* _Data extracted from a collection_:

*** Begin section ***

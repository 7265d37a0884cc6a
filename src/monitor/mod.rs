mod controller;
mod loop_worker;

pub use controller::MonitorController;
pub use loop_worker::{perform_refresh, RefreshOutcome};
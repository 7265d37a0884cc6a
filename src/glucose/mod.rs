pub mod classifier;
pub mod trend;

pub use classifier::{
    classify, classify_after_meal, classify_before_meal, AfterMealBand, BeforeMealBand,
    Classification, ClassifyError,
};
pub use trend::Trend;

*** End section ***

* _ASSIGNMENT_: The data should be transcribed exactly, line for line.

* _WRITTEN RESPONSE_:
repository 7265d37a0884cc6a
filename src/monitor/mod.rs
mod controller;
mod loop_worker;

pub use controller::MonitorController;
pub use loop_worker::{perform_refresh, RefreshOutcome};
repository 7265d37a0884cc6a
filename src/glucose/mod.rs
pub mod classifier;
pub mod trend;

pub use classifier::{
    classify, classify_after_meal, classify_before_meal, AfterMealBand, BeforeMealBand,
    Classification, ClassifyError,
};
pub use trend::Trend;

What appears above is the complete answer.